Here is our first installment of answers, starting with the basics. We’ll be answering more questions in the weeks ahead.

You can send us your questions by going to st.news/tunnel and clicking on the link for questions about the project.

This is the first in a series of Q&As based on reader questions.

Part 2: Are pedestrian and bike paths going to stay open? How will I get around?

Part 3: What does the tunnel opening mean for bus routes, detours and tsunamis?

Part 4: Will we get “one last drive” on the viaduct? Will there be Wi-Fi inside the tunnel? 


Jump to a question

When does the viaduct close? When does the tunnel open?

Why does the viaduct close three weeks before the tunnel opens?

When will the viaduct be torn down?

How will the viaduct be demolished?

What does this project cost taxpayers?

Who were the key people involved in choosing to replace the viaduct with a tunnel?

How wide is the tunnel roadway?

What is the speed limit in the tunnel?

Are there downtown exits?

How much is the toll?

How much traffic is the tunnel expected to receive?

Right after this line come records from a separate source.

//! Core PDF merging implementation.
//!
//! This module implements the merge algorithm that concatenates multiple
//! PDF documents in input order while preserving page content.

use lopdf::{Document, Object, ObjectId};
use std::path::PathBuf;
use std::time::{Duration, Instant};

use crate::config::MergeConfig;
use crate::error::{PdfToolError, Result};
use crate::io::{LoadedPdf, PdfReader, PdfWriter};
use crate::validation::Validator;

/// Statistics about a merge operation.
#[derive(Debug, Clone)]
pub struct MergeStatistics {
    /// Number of PDFs merged.
    pub files_merged: usize,

    /// Total number of pages in the merged document.
    pub total_pages: usize,

    /// Total time taken for the merge.
    pub merge_time: Duration,

    /// Time taken to load all PDFs.
    pub load_time: Duration,

    /// Total size of input files.
    pub input_size: u64,
}

impl MergeStatistics {
    /// Format input size as human-readable string.
    pub fn format_input_size(&self) -> String {
        format_file_size(self.input_size)
    }
}

/// Result of a merge operation.
pub struct MergeOutcome {
    /// The merged PDF document.
    pub document: Document,

    /// Statistics about the merge.
    pub statistics: MergeStatistics,

    /// Paths of files that were merged, in input order.
    pub merged_files: Vec<PathBuf>,
}

/// PDF merger that concatenates multiple documents.
pub struct Merger {
    reader: PdfReader,
}

impl Merger {
    /// Create a new merger with default settings.
    pub fn new() -> Self {
        Self {
            reader: PdfReader::new(),
        }
    }

    /// Merge the configured inputs into a single document.
    ///
    /// Inputs are loaded sequentially in listed order; the first failure
    /// aborts the whole operation before any output exists. The `on_file`
    /// callback is invoked after each input is loaded, for progress
    /// reporting.
    ///
    /// # Errors
    ///
    /// Returns an error if any input fails to load or the page tree of the
    /// accumulating document cannot be updated.
    ///
    /// # Examples
    ///
    /// ```no_run
    /// # use pdftool::ops::merge::Merger;
    /// # use pdftool::config::MergeConfig;
    /// # async fn example(config: MergeConfig) -> Result<(), Box<dyn std::error::Error>> {
    /// let merger = Merger::new();
    /// let outcome = merger.merge(&config, |_, _| {}).await?;
    /// println!("Merged {} files into {} pages",
    ///          outcome.statistics.files_merged,
    ///          outcome.statistics.total_pages);
    /// # Ok(())
    /// # }
    /// ```
    pub async fn merge<F>(&self, config: &MergeConfig, mut on_file: F) -> Result<MergeOutcome>
    where
        F: FnMut(usize, &LoadedPdf),
    {
        let merge_start = Instant::now();

        let load_start = Instant::now();
        let loaded = self
            .reader
            .load_with_progress(&config.inputs, |idx, pdf| on_file(idx, pdf))
            .await?;
        let load_time = load_start.elapsed();

        let files_merged = loaded.len();
        let input_size = loaded.iter().map(|p| p.file_size).sum();
        let merged_files: Vec<PathBuf> = loaded.iter().map(|p| p.path.clone()).collect();

        let document = self.merge_documents(loaded)?;

        let statistics = MergeStatistics {
            files_merged,
            total_pages: document.get_pages().len(),
            merge_time: merge_start.elapsed(),
            load_time,
            input_size,
        };

        Ok(MergeOutcome {
            document,
            statistics,
            merged_files,
        })
    }

    /// Concatenate loaded documents into one.
    fn merge_documents(&self, loaded_pdfs: Vec<LoadedPdf>) -> Result<Document> {
        let mut iter = loaded_pdfs.into_iter();

        let mut merged = match iter.next() {
            Some(first) => first.document,
            None => {
                return Err(PdfToolError::invalid_config("No input files specified"));
            }
        };

        let mut max_id = merged.max_id;

        for loaded in iter {
            let mut doc = loaded.document;

            // Renumber objects to avoid id conflicts with the accumulator
            doc.renumber_objects_with(max_id + 1);
            max_id = doc.max_id;

            // get_pages is keyed by ascending page number
            let doc_pages: Vec<ObjectId> = doc.get_pages().into_values().collect();

            merged.objects.extend(doc.objects);

            self.add_pages_to_tree(&mut merged, &doc_pages)?;
        }

        Ok(merged)
    }

    /// Append page references to the merged document's page tree.
    fn add_pages_to_tree(&self, merged: &mut Document, page_ids: &[ObjectId]) -> Result<()> {
        let catalog = merged
            .catalog_mut()
            .map_err(|e| PdfToolError::merge_failed(format!("Failed to get catalog: {e}")))?;

        let pages_id = catalog
            .get(b"Pages")
            .and_then(|p| p.as_reference())
            .map_err(|e| {
                PdfToolError::merge_failed(format!("Failed to get pages reference: {e}"))
            })?;

        let pages_obj = merged
            .get_object_mut(pages_id)
            .map_err(|e| PdfToolError::merge_failed(format!("Failed to get pages object: {e}")))?;

        if let Object::Dictionary(dict) = pages_obj {
            let kids = dict
                .get_mut(b"Kids")
                .map_err(|_| PdfToolError::merge_failed("Pages dictionary missing Kids array"))?;

            if let Object::Array(kids_array) = kids {
                for &page_id in page_ids {
                    kids_array.push(Object::Reference(page_id));
                }
            } else {
                return Err(PdfToolError::merge_failed("Kids is not an array"));
            }

            let current_count = dict.get(b"Count").and_then(|c| c.as_i64()).unwrap_or(0);
            dict.set("Count", Object::Integer(current_count + page_ids.len() as i64));
        } else {
            return Err(PdfToolError::merge_failed(
                "Pages object is not a dictionary",
            ));
        }

        Ok(())
    }
}

impl Default for Merger {
    fn default() -> Self {
        Self::new()
    }
}

/// Merge PDF files end to end according to configuration.
///
/// Convenience function that validates the inputs and output path, merges
/// the documents, and writes the result. The output file is only created
/// on full success.
///
/// # Errors
///
/// Returns an error if any validation, merge, or write step fails.
///
/// # Examples
///
/// ```no_run
/// use pdftool::ops::merge::merge_pdfs;
/// use pdftool::config::MergeConfig;
///
/// # async fn example(config: MergeConfig) -> Result<(), Box<dyn std::error::Error>> {
/// let (document, stats) = merge_pdfs(&config).await?;
/// println!("Created {} page document", stats.total_pages);
/// # Ok(())
/// # }
/// ```
pub async fn merge_pdfs(config: &MergeConfig) -> Result<(Document, MergeStatistics)> {
    let validator = Validator::new();
    validator.validate_files(&config.inputs).await?;
    validator
        .validate_output(&config.output, config.overwrite_mode)
        .await?;

    let merger = Merger::new();
    let outcome = merger.merge(config, |_, _| {}).await?;

    let writer = PdfWriter::new();
    writer.save(&outcome.document, &config.output).await?;

    Ok((outcome.document, outcome.statistics))
}

/// Format file size as human-readable string.
fn format_file_size(size: u64) -> String {
    const KB: u64 = 1024;
    const MB: u64 = KB * 1024;
    const GB: u64 = MB * 1024;

    if size >= GB {
        format!("{:.2} GB", size as f64 / GB as f64)
    } else if size >= MB {
        format!("{:.2} MB", size as f64 / MB as f64)
    } else if size >= KB {
        format!("{:.2} KB", size as f64 / KB as f64)
    } else {
        format!("{size} bytes")
    }
}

What can people who don’t want to drive in the tunnel do?


When does the viaduct close and the tunnel open for traffic?

The viaduct closes for good Jan. 11, 2019. The tunnel will open sometime during the week of Feb. 3-9, said Dave Sowers, deputy Highway 99 administrator for the Washington State Department of Transportation (WSDOT). That means travelers will have no viaduct and no tunnel for three weeks to cross downtown.

Why close the viaduct three weeks before the tunnel opens?

Contractors need time to pave new ramp connections from Aurora Avenue to the north tunnel portal, and from Sodo Highway 99 to the south portal. This work crosses highway lanes, forcing a full closure, along with traffic snarls entering central Seattle.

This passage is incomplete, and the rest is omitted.